To avoid this problem, a second set of experiments was conducted in which calcium was added to rolls after baking. It was found that calcium accded in this way had a direct dose-related inhibiting effect on iron absorption, reducing it by 50-60% at calcium doses of 300-600 mg. When 165 mg calcium was given as milk, cheese, or calcium chloride, iron absorption was again reduced by 50-60%. Absorption of heme iron from a hamburger meal was also reduced by 165 mg calcium."


http://www.ncbi.nlm.nih.gov/pubmed/1600930


Calcium and iron absorption: mechanism of action and nutritional importance.

"We investigated the inhibitory effect of calcium on iron absorption in 57 human subjects. Three studies suggested that the effect is not located in the gastrointestinal tract. The presence of phytate in a meal and formation of calcium-iron-phytate complexes is not a prerequisite for the inhibition. The relative increase in iron absorption by ascorbic acid was the same in meals with and without calcium, suggesting that calcium did not influence the balance between enhancing and inhibiting ligands in the gastrointestinal lumen. No inhibiting effect on iron absorption was seen when adding 3 mg calcium to 0.01 mg iron (molar ratio Ca/Fe = 420).
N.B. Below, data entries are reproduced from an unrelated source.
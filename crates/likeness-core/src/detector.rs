//! Face detection capability.
//!
//! The detector itself is an external inference backend; this module only
//! defines its contract and the score filtering applied to its output.

use crate::types::Detection;
use image::RgbaImage;
use thiserror::Error;

#[derive(Error, Debug)]
pub enum DetectorError {
    #[error("model not loaded: {0}")]
    ModelNotLoaded(String),
    #[error("inference failed: {0}")]
    InferenceFailed(String),
    #[error("backend error: {0}")]
    Backend(#[source] Box<dyn std::error::Error + Send + Sync>),
}

/// Finds candidate face regions in an image.
///
/// Implementations may hold non-reentrant inference state, hence `&mut self`.
pub trait Detector {
    fn detect(&mut self, image: &RgbaImage) -> Result<Vec<Detection>, DetectorError>;
}

impl<T: Detector + ?Sized> Detector for Box<T> {
    fn detect(&mut self, image: &RgbaImage) -> Result<Vec<Detection>, DetectorError> {
        (**self).detect(image)
    }
}

/// Detections scoring at least `threshold`, in detector order.
pub fn above(detections: Vec<Detection>, threshold: f32) -> Vec<Detection> {
    detections.into_iter().filter(|d| d.score >= threshold).collect()
}

#[cfg(test)]
mod tests {
    use super::*;
    use crate::types::Rect;

    fn det(score: f32) -> Detection {
        Detection { bbox: Rect::new(0, 0, 10, 10), score, class: 0.0 }
    }

    #[test]
    fn test_above_keeps_order_and_boundary() {
        let dets = vec![det(0.3), det(0.9), det(0.6), det(0.59), det(0.7)];
        let scores: Vec<f32> = above(dets, 0.6).iter().map(|d| d.score).collect();
        assert_eq!(scores, vec![0.9, 0.6, 0.7]);
    }

    #[test]
    fn test_above_empty() {
        assert!(above(vec![], 0.4).is_empty());
        assert!(above(vec![det(0.1)], 0.4).is_empty());
    }
}
//! likeness-store — Persistence for extraction results.
//!
//! Store contracts are traits so the backing engine is swappable; SQLite is
//! the provided implementation. The content-addressed cache memoizes
//! expensive inference results on disk.

pub mod cache;
pub mod sqlite;
pub mod store;

pub use cache::{CacheError, ContentAddressedCache};
pub use sqlite::SqliteStore;
pub use store::{FaceDistanceStore, FaceStore, PredictionStore, StoreError};
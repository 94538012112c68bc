//! Identity descriptor capability.

use crate::types::Descriptors;
use image::RgbaImage;
use thiserror::Error;

#[derive(Error, Debug)]
pub enum DescriptorError {
    #[error("model not loaded: {0}")]
    ModelNotLoaded(String),
    #[error("inference failed: {0}")]
    InferenceFailed(String),
    #[error("backend error: {0}")]
    Backend(#[source] Box<dyn std::error::Error + Send + Sync>),
}

/// Computes a fixed-length descriptor for a normalized face crop.
///
/// Every call on one implementation must return descriptors of the same length.
pub trait Descriptor {
    fn compute(&mut self, image: &RgbaImage) -> Result<Descriptors, DescriptorError>;
}

impl<T: Descriptor + ?Sized> Descriptor for Box<T> {
    fn compute(&mut self, image: &RgbaImage) -> Result<Descriptors, DescriptorError> {
        (**self).compute(image)
    }
}
//! Inference engine worker.
//!
//! Inference backends are not assumed to be reentrant, so the extractor and
//! classifier live on one dedicated OS thread and are driven through a
//! bounded request channel. [`EngineHandle`] is the async, clone-safe front.

use image::RgbaImage;
use likeness_core::{
    CancelToken, Cancelled, Classifier, ClassifierError, ExtractError, ExtractedFace, Extractor, LandmarkedFace,
    Prediction,
};
use thiserror::Error;
use tokio::sync::{mpsc, oneshot};

#[derive(Error, Debug)]
pub enum EngineError {
    #[error(transparent)]
    Extract(#[from] ExtractError),
    #[error("classification failed: {0}")]
    Classifier(#[from] ClassifierError),
    #[error("no classifier loaded")]
    NoClassifier,
    #[error(transparent)]
    Cancelled(#[from] Cancelled),
    #[error("failed to spawn engine thread: {0}")]
    Spawn(#[source] std::io::Error),
    #[error("engine thread exited")]
    ChannelClosed,
}

type Reply<T> = oneshot::Sender<Result<T, EngineError>>;

/// Messages sent from handles to the engine thread.
enum EngineRequest {
    Extract {
        image: RgbaImage,
        cancel: CancelToken,
        reply: Reply<Vec<ExtractedFace>>,
    },
    ExtractLandmarks {
        image: RgbaImage,
        cancel: CancelToken,
        reply: Reply<Vec<LandmarkedFace>>,
    },
    Classify {
        image: RgbaImage,
        cancel: CancelToken,
        reply: Reply<Vec<Prediction>>,
    },
}

/// Clone-safe handle to the engine thread.
#[derive(Clone)]
pub struct EngineHandle {
    tx: mpsc::Sender<EngineRequest>,
}

impl EngineHandle {
    /// Full extraction: crops and descriptors for every usable face.
    pub async fn extract(&self, image: RgbaImage, cancel: &CancelToken) -> Result<Vec<ExtractedFace>, EngineError> {
        let (reply, rx) = oneshot::channel();
        let req = EngineRequest::Extract { image, cancel: cancel.clone(), reply };
        self.request(req, rx, cancel).await
    }

    /// Detection and landmarks only.
    pub async fn extract_landmarks(
        &self,
        image: RgbaImage,
        cancel: &CancelToken,
    ) -> Result<Vec<LandmarkedFace>, EngineError> {
        let (reply, rx) = oneshot::channel();
        let req = EngineRequest::ExtractLandmarks { image, cancel: cancel.clone(), reply };
        self.request(req, rx, cancel).await
    }

    /// Raw classifier scores for the whole image.
    pub async fn classify(&self, image: RgbaImage, cancel: &CancelToken) -> Result<Vec<Prediction>, EngineError> {
        let (reply, rx) = oneshot::channel();
        let req = EngineRequest::Classify { image, cancel: cancel.clone(), reply };
        self.request(req, rx, cancel).await
    }

    async fn request<T>(
        &self,
        req: EngineRequest,
        rx: oneshot::Receiver<Result<T, EngineError>>,
        cancel: &CancelToken,
    ) -> Result<T, EngineError> {
        cancel
            .run(async {
                self.tx.send(req).await.map_err(|_| EngineError::ChannelClosed)?;
                rx.await.map_err(|_| EngineError::ChannelClosed)?
            })
            .await
    }
}

/// Spawn the engine on a dedicated OS thread.
///
/// The thread exits once every [`EngineHandle`] is dropped.
pub fn spawn_engine(
    mut extractor: Extractor,
    mut classifier: Option<Box<dyn Classifier + Send>>,
    queue_depth: usize,
) -> Result<EngineHandle, EngineError> {
    let (tx, mut rx) = mpsc::channel::<EngineRequest>(queue_depth.max(1));

    tracing::info!(
        classifier = classifier.is_some(),
        config = ?extractor.config(),
        "starting inference engine"
    );

    std::thread::Builder::new()
        .name("likeness-engine".into())
        .spawn(move || {
            tracing::info!("engine thread started");
            while let Some(req) = rx.blocking_recv() {
                match req {
                    EngineRequest::Extract { image, cancel, reply } => {
                        let result = extractor.extract(&image, &cancel).map_err(EngineError::from);
                        let _ = reply.send(result);
                    }
                    EngineRequest::ExtractLandmarks { image, cancel, reply } => {
                        let result = extractor.extract_landmarks(&image, &cancel).map_err(EngineError::from);
                        let _ = reply.send(result);
                    }
                    EngineRequest::Classify { image, cancel, reply } => {
                        let result = run_classify(classifier.as_deref_mut(), &image, &cancel);
                        let _ = reply.send(result);
                    }
                }
            }
            tracing::info!("engine thread exiting");
        })
        .map_err(EngineError::Spawn)?;

    Ok(EngineHandle { tx })
}

fn run_classify(
    classifier: Option<&mut (dyn Classifier + Send + 'static)>,
    image: &RgbaImage,
    cancel: &CancelToken,
) -> Result<Vec<Prediction>, EngineError> {
    cancel.check()?;
    let classifier = classifier.ok_or(EngineError::NoClassifier)?;
    Ok(classifier.classify(image)?)
}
Previous studies showing a marked inhibition by calcium had a lower molar ratio, but greater amounts of calcium were given. This suggests that a minimal concentration of calcium is needed to achieve an effect. The present results indirectly support our original hypothesis that the inhibitory effect of calcium on iron absorption is situated within the intestinal mucosal cells. The practical nutritional implications of the inhibitory effect of calcium are considerable since addition of milk, milkshake or cheese to common meals such as pizza or hamburger meals reduced iron absorption by 50-60%. It is recommended to reduce the intake of dairy products with the main meals providing most of the dietary iron, especially for those having the highest iron requirements i.e. children, teenagers and women at childbearing age."


http://www.ncbi.nlm.nih.gov/pubmed/1984335?ordinalpos=1&itool=EntrezSystem2.P...


Calcium: effect of different amounts on nonheme- and heme-iron absorption in humans.

"We investigated the effect of calcium on iron absorption in 126 human subjects. Addition of calcium chloride to wheat rolls significantly reduced iron absorption. Doses between 40 and 600 mg Ca were studied. The inhibition was clearly dose related up to 300 mg Ca. Calcium added to the dough when making the rolls reduced phytate degradation during fermentation and baking. As little as 40 mg Ca added to 80 g flour reduced phytate degradation by 50%, thus increasing the phytate content of the rolls to levels interfering with iron absorption. Calcium also had a direct dose-related inhibiting effect on iron absorption, noted by adding calcium to the rolls after they had been baked instead of to the dough. Iron absorption was reduced by 50-60% at doses of 300-600 mg Ca. Giving 165 mg Ca as milk, cheese, or calcium chloride reduced absorption by 50-60%. The same amount of calcium also significantly reduced heme-iron absorption, suggesting that the effect of calcium is related to the mucosal transfer of iron. The observed marked inhibitory effect on iron absorption of calcium in amounts frequently encountered in normal meals has important nutritional implications."